If it does go OTC, pharmacists will be recommending the variety/brand and you can bet the drug companies will be influencing ($$) these decisions in the background so for the most part, they'll be the ones deciding which pills are pushed more than others. There are some differences between BC pill choices but luckily none so vastly different that it's going to make much of a difference for the patient other than regimens and placebo-intervals. And if they're having tolerance issues with one brand, they can always switch to another.
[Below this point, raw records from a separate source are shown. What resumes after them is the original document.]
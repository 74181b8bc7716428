// ━━━━━━━━━━━━━━━━━━━━━━━━━━━━━━━━━━━━━━━━━━━━━━━━━━━━━━━━━━━━━━━━━━━━━━━━━━
// DROPWATCH CLI - Airdrop Distribution Snapshot Viewer
// ━━━━━━━━━━━━━━━━━━━━━━━━━━━━━━━━━━━━━━━━━━━━━━━━━━━━━━━━━━━━━━━━━━━━━━━━━━

use clap::{Parser, Subcommand};
use colored::*;
use std::path::PathBuf;
use tracing_subscriber::EnvFilter;

mod commands;
mod render;

#[derive(Parser)]
#[command(name = "dropwatch")]
#[command(about = "Dropwatch - Airdrop Distribution Snapshot", long_about = None)]
#[command(version)]
struct Cli {
    /// Replacement configuration file (reads DROPWATCH_CONFIG env var,
    /// or uses the configuration built into the binary)
    #[arg(short, long, env = "DROPWATCH_CONFIG", global = true)]
    config: Option<PathBuf>,

    /// Print JSON instead of the coloured report
    #[arg(long, global = true)]
    json: bool,

    #[command(subcommand)]
    command: Commands,
}

#[derive(Subcommand)]
enum Commands {
    /// Fetch every balance and the spot price once, print the snapshot and exit
    Snapshot,

    /// Fetch on startup and keep re-rendering; Enter refreshes, q quits
    Watch,

    /// Print the effective configuration
    Config,
}

#[tokio::main]
async fn main() -> Result<(), Box<dyn std::error::Error>> {
    init_tracing();
    let cli = Cli::parse();

    if !cli.json {
        print_banner();
    }

    let config = commands::common::load_config(cli.config.as_deref())?;

    match cli.command {
        Commands::Snapshot => commands::snapshot::handle(&config, cli.json).await?,
        Commands::Watch => commands::watch::handle(&config, cli.json).await?,
        Commands::Config => commands::config::handle(&config, cli.json)?,
    }

    Ok(())
}

/// Diagnostics go to stderr so they never interleave with the report.
/// Verbosity comes from RUST_LOG, default `warn`.
fn init_tracing() {
    let filter = EnvFilter::try_from_default_env().unwrap_or_else(|_| EnvFilter::new("warn"));
    tracing_subscriber::fmt()
        .with_env_filter(filter)
        .with_writer(std::io::stderr)
        .with_target(false)
        .init();
}

fn print_banner() {
    println!(
        "{}",
        "╔═══════════════════════════════════════════════╗".cyan()
    );
    println!(
        "{}",
        format!(
            "║      DROPWATCH - airdrop snapshot v{:<10} ║",
            env!("CARGO_PKG_VERSION")
        )
        .cyan()
        .bold()
    );
    println!(
        "{}",
        "║     Read-only | Two networks | One snapshot   ║".cyan()
    );
    println!(
        "{}",
        "╚═══════════════════════════════════════════════╝".cyan()
    );
    println!();
}

fn print_success(msg: &str) {
    println!("{} {}", "✓".green().bold(), msg);
}

fn print_error(msg: &str) {
    eprintln!("{} {}", "✗".red().bold(), msg);
}

fn print_info(msg: &str) {
    println!("{} {}", "ℹ".blue().bold(), msg);
}

// ─────────────────────────────────────────────────────────────────
// UNIT TESTS
// ─────────────────────────────────────────────────────────────────

#[cfg(test)]
mod tests {
    use super::*;
    use clap::Parser;

    #[test]
    fn test_cli_snapshot() {
        let cli = Cli::try_parse_from(["dropwatch", "snapshot"]);
        assert!(cli.is_ok(), "Failed to parse: {:?}", cli.err());
        let cli = cli.unwrap();
        assert!(matches!(cli.command, Commands::Snapshot));
        assert!(!cli.json);
    }

    #[test]
    fn test_cli_watch() {
        let cli = Cli::try_parse_from(["dropwatch", "watch"]).unwrap();
        assert!(matches!(cli.command, Commands::Watch));
    }

    #[test]
    fn test_cli_config() {
        let cli = Cli::try_parse_from(["dropwatch", "config"]).unwrap();
        assert!(matches!(cli.command, Commands::Config));
    }

    #[test]
    fn test_cli_json_after_subcommand() {
        let cli = Cli::try_parse_from(["dropwatch", "snapshot", "--json"]).unwrap();
        assert!(cli.json);
    }

    #[test]
    fn test_cli_custom_config_path() {
        let cli = Cli::try_parse_from([
            "dropwatch",
            "--config",
            "/tmp/mock-endpoints.toml",
            "snapshot",
        ])
        .unwrap();
        assert_eq!(cli.config, Some(PathBuf::from("/tmp/mock-endpoints.toml")));
    }

    #[test]
    fn test_cli_config_after_subcommand() {
        let cli =
            Cli::try_parse_from(["dropwatch", "snapshot", "--config", "mock.toml", "--json"])
                .unwrap();
        assert!(matches!(cli.command, Commands::Snapshot));
        assert_eq!(cli.config, Some(PathBuf::from("mock.toml")));
        assert!(cli.json);
    }

    #[test]
    fn test_cli_missing_subcommand() {
        assert!(Cli::try_parse_from(["dropwatch"]).is_err());
    }

    #[test]
    fn test_cli_unknown_subcommand() {
        let result = Cli::try_parse_from(["dropwatch", "claim"]);
        assert!(result.is_err());
    }
}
The bigger issue I see is that kids who become sexually active are just reaching for the BC-pills and Plan-B and bypassing the condom aisle altogether. STDS are on the rise for younger age demographics. In the UK, young people aged 16-19 years are the highest risk age group for being diagnosed with certain STDs. That's kind of a scary stat. And those cold hard facts are often part of the counselling you get from your doc when they give you the prescription, as well as being the kind of things picked up with yearly pap test.


That's a good point. Although, it's really the same thing now except doctors are doing the pushing as they receive pressure from the same drug companies.

Maybe BC should be priced just a few dollars higher than condoms? I don't know the answer to that part of the equation. If this were to take effect, it wouldn't be perfect.







When the debate is lost, slander becomes the tool of the loser. Socrates
crazydiamond
Posted: Friday, December 14, 2012 1:21:46 PM

Rank: Clever Gem

Joined: 7/17/2011
Posts: 2,293
Location: Exactly where I should be!, Canada
lafayettemister wrote:


That's a good point. Although, it's really the same thing now except doctors are doing the pushing as they receive pressure from the same drug companies.

Maybe BC should be priced just a few dollars higher than condoms? I don't know the answer to that part of the equation. If this were to take effect, it wouldn't be perfect.



I do know at the same clinics I metioned above, they deal out a bag full of condoms with every visit as well. Weather you want them or not, and gently encourage that you take them, or ask for them later at the other "STI" clinic hahahahaha.

Dancing_Doll
Posted: Friday, December 14, 2012 1:25:54 PM

Rank: Alpha Blonde
Moderator

Joined: 2/17/2010
Posts: 6,618
Location: Your dirty fantasy
lafayettemister wrote:


That's a good point. Although, it's really the same thing now except doctors are doing the pushing as they receive pressure from the same drug companies.



Pharmacists are a lot easier to 'buy' than the docs. They aren't typically used to getting as heavily courted by the pharma machine (so they're more eager), nor do they have the same governing rules of regulation in place. They would likely very much welcome the attention.